How to Talk to Family about Infertility During the Holiday Season
Holiday parties and get-togethers are notorious places for family members and friends to ask for updates on your life status:
- Where are you working?
- Are you dating anyone?
- When are you getting engaged?
- Any plans for starting a family?
These are just some of the basic check-in questions so many of us face, and of course they are well-meaning—people are simply interested in what you’ve been up to in the last year. However, for those facing a recent infertility diagnosis, the holiday season can seem like an emotional minefield. You may wonder how to avoid these types of questions or how much you should reveal if you face a question that you’re comfortable enough to answer.
What can I do to make the holiday season less stressful?
The team at Chicago IVF understands these concerns completely. We’ve worked hard to create an environment where patients are comfortable discussing their family-building plans, hopes and dreams, but we realize this comfort may not extend to a holiday party, even with your closest family and friends.
Fortunately, there are ways, often small, to make dealing with infertility during the holidays a little easier. We’ve outlined a few ideas for you below:
- Have a plan ready for how to address family-planning questions.
- Think about how much or how little you feel comfortable sharing about your diagnosis and plans moving forward. You do not have to answer a question freely just because it was asked. Family planning is personal, even within your own family, so there is no need to feel as though you have to share details.
- Consider how to end conversations that feel emotionally challenging. There are simple ways to deflect from areas you’d rather not discuss.
- “Thank you for asking, but my partner and I aren’t ready to share any details.”
- “I appreciate your checking in, but I don’t have anything to share.”
- “I’ll let you know if there’s any news, thanks.”
- Know that you do not have to attend every event if you’re not up to it.
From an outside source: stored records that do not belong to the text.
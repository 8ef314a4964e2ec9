//! Search term commands.

use console::style;

use curio::config::{SearchConfiguration, Settings};
use curio::terms::DEFAULT_SEARCH_TERMS;

use crate::cli::helpers::{effective_search, open_store};
use crate::cli::icons::{dim_arrow, success, warn};

/// Show the active search terms and where they came from.
pub async fn cmd_terms_show(settings: &Settings) -> anyhow::Result<()> {
    let store = open_store(settings)?;
    let (search, source) = effective_search(settings, &store).await;
    let strict = search.strict_value();

    let terms: Vec<String> = if search.is_empty() {
        DEFAULT_SEARCH_TERMS.iter().map(|t| t.to_string()).collect()
    } else {
        search.terms
    };

    println!(
        "\n{} ({}, {})",
        style("Search Terms").bold(),
        source.as_str(),
        strict
    );
    println!("{}", "-".repeat(40));
    for term in terms {
        println!("  {}", term);
    }

    Ok(())
}

/// Save search terms to the synced settings.
pub async fn cmd_terms_set(settings: &Settings, terms: &str, strict: bool) -> anyhow::Result<()> {
    let config = SearchConfiguration::new(terms.split(',').map(String::from).collect(), strict);
    if config.is_empty() {
        println!("{} No terms given; use 'curio terms reset' to restore defaults", warn());
        return Ok(());
    }

    let store = open_store(settings)?;
    config.save_synced(store.as_ref()).await?;

    println!(
        "{} Saved {} search term(s) ({})",
        success(),
        config.terms.len(),
        config.strict_value()
    );
    println!(
        "  {} {}",
        dim_arrow(),
        SearchConfiguration::encode_terms(&config.terms)
    );
    Ok(())
}

/// Remove synced search terms.
pub async fn cmd_terms_reset(settings: &Settings) -> anyhow::Result<()> {
    let store = open_store(settings)?;
    SearchConfiguration::clear_synced(store.as_ref()).await?;
    println!("{} Search terms reset", success());
    Ok(())
}
//! Normalized search requests and raw search responses.

use serde::{Deserialize, Serialize};
use serde_json::Value;

/// Backend-neutral parameter set handed to a request proxy.
///
/// `search_term` and `strict_item` are mutually exclusive.
#[derive(Debug, Clone, PartialEq, Eq, Serialize, Deserialize)]
pub struct SearchParams {
    pub search_term: Option<String>,
    pub strict_item: Option<String>,
    pub id_filter: Option<String>,
    /// One-based page number.
    pub page: u32,
    pub page_size: u32,
    pub random_order: bool,
    pub image_only: bool,
}

impl SearchParams {
    /// Search for `term`, either as free text or as a strict item match.
    pub fn for_term(term: &str, strict: bool) -> Self {
        let (search_term, strict_item) = if strict {
            (None, Some(term.to_string()))
        } else {
            (Some(term.to_string()), None)
        };
        Self {
            search_term,
            strict_item,
            ..Self::default()
        }
    }

    /// Look up a single object by identifier.
    pub fn for_id(id: &str) -> Self {
        Self {
            id_filter: Some(id.to_string()),
            image_only: false,
            ..Self::default()
        }
    }

    pub fn page(mut self, page: u32) -> Self {
        self.page = page;
        self
    }

    pub fn page_size(mut self, page_size: u32) -> Self {
        self.page_size = page_size;
        self
    }

    pub fn random_order(mut self, random_order: bool) -> Self {
        self.random_order = random_order;
        self
    }

    pub fn image_only(mut self, image_only: bool) -> Self {
        self.image_only = image_only;
        self
    }

    /// The term this request searches for, whichever field carries it.
    pub fn term(&self) -> Option<&str> {
        self.search_term
            .as_deref()
            .or(self.strict_item.as_deref())
    }
}

impl Default for SearchParams {
    fn default() -> Self {
        Self {
            search_term: None,
            strict_item: None,
            id_filter: None,
            page: 1,
            page_size: 1,
            random_order: false,
            image_only: true,
        }
    }
}

/// Search response as returned by a proxy, before validation.
///
/// Either field is `None` when the payload did not carry it.
#[derive(Debug, Clone, Default, PartialEq, Serialize, Deserialize)]
pub struct RawSearchResult {
    /// Matches across the whole collection.
    pub record_count: Option<u64>,
    /// Summary records for the requested page.
    pub records: Option<Vec<Value>>,
}

impl RawSearchResult {
    pub fn new(record_count: u64, records: Vec<Value>) -> Self {
        Self {
            record_count: Some(record_count),
            records: Some(records),
        }
    }

    /// Records on this page, empty when the payload had none.
    pub fn page_records(&self) -> &[Value] {
        self.records.as_deref().unwrap_or(&[])
    }
}
//! Acquisition errors.

use crate::proxy::ProxyError;

/// Coarse error category, for callers that only need to branch on kind.
#[derive(Debug, Clone, Copy, PartialEq, Eq, Hash)]
pub enum ErrorKind {
    NetworkFailure,
    EmptyResultSet,
    MalformedPayload,
    MaxAttemptsReached,
}

impl ErrorKind {
    pub fn as_str(&self) -> &'static str {
        match self {
            Self::NetworkFailure => "network_failure",
            Self::EmptyResultSet => "empty_result_set",
            Self::MalformedPayload => "malformed_payload",
            Self::MaxAttemptsReached => "max_attempts_reached",
        }
    }
}

/// Errors raised while acquiring an object.
#[derive(Debug, Clone, PartialEq, Eq, thiserror::Error)]
pub enum AcquisitionError {
    #[error("Network failure: {0}")]
    NetworkFailure(String),

    #[error("No usable results for '{term}'")]
    EmptyResultSet { term: String },

    #[error("Malformed payload: {0}")]
    MalformedPayload(String),

    #[error("Gave up after {attempts} attempt(s)")]
    MaxAttemptsReached { attempts: u32 },
}

impl AcquisitionError {
    pub fn kind(&self) -> ErrorKind {
        match self {
            Self::NetworkFailure(_) => ErrorKind::NetworkFailure,
            Self::EmptyResultSet { .. } => ErrorKind::EmptyResultSet,
            Self::MalformedPayload(_) => ErrorKind::MalformedPayload,
            Self::MaxAttemptsReached { .. } => ErrorKind::MaxAttemptsReached,
        }
    }

    /// Whether a new term should be tried. Only budget exhaustion is terminal.
    pub fn is_retryable(&self) -> bool {
        !matches!(self, Self::MaxAttemptsReached { .. })
    }
}

impl From<ProxyError> for AcquisitionError {
    fn from(err: ProxyError) -> Self {
        match err {
            ProxyError::Decode(msg) => Self::MalformedPayload(msg),
            other => Self::NetworkFailure(other.to_string()),
        }
    }
}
- There is a difference between completely skipping out on all festivities and selectively choosing which events you will attend. Holiday parties can pile up between work, school, family and friends, and if you think time to yourself or alone with your partner will be of benefit, you should feel free to cancel or say no.
Facing an infertility diagnosis at any point in the year is challenging, but the holiday season can be particularly stressful. We encourage patients to seek support, including from their partner, a fertility support group or their fertility practice. Family and friends are a great resource, and you should open up when you’re comfortable, but please remember that other options are available as well.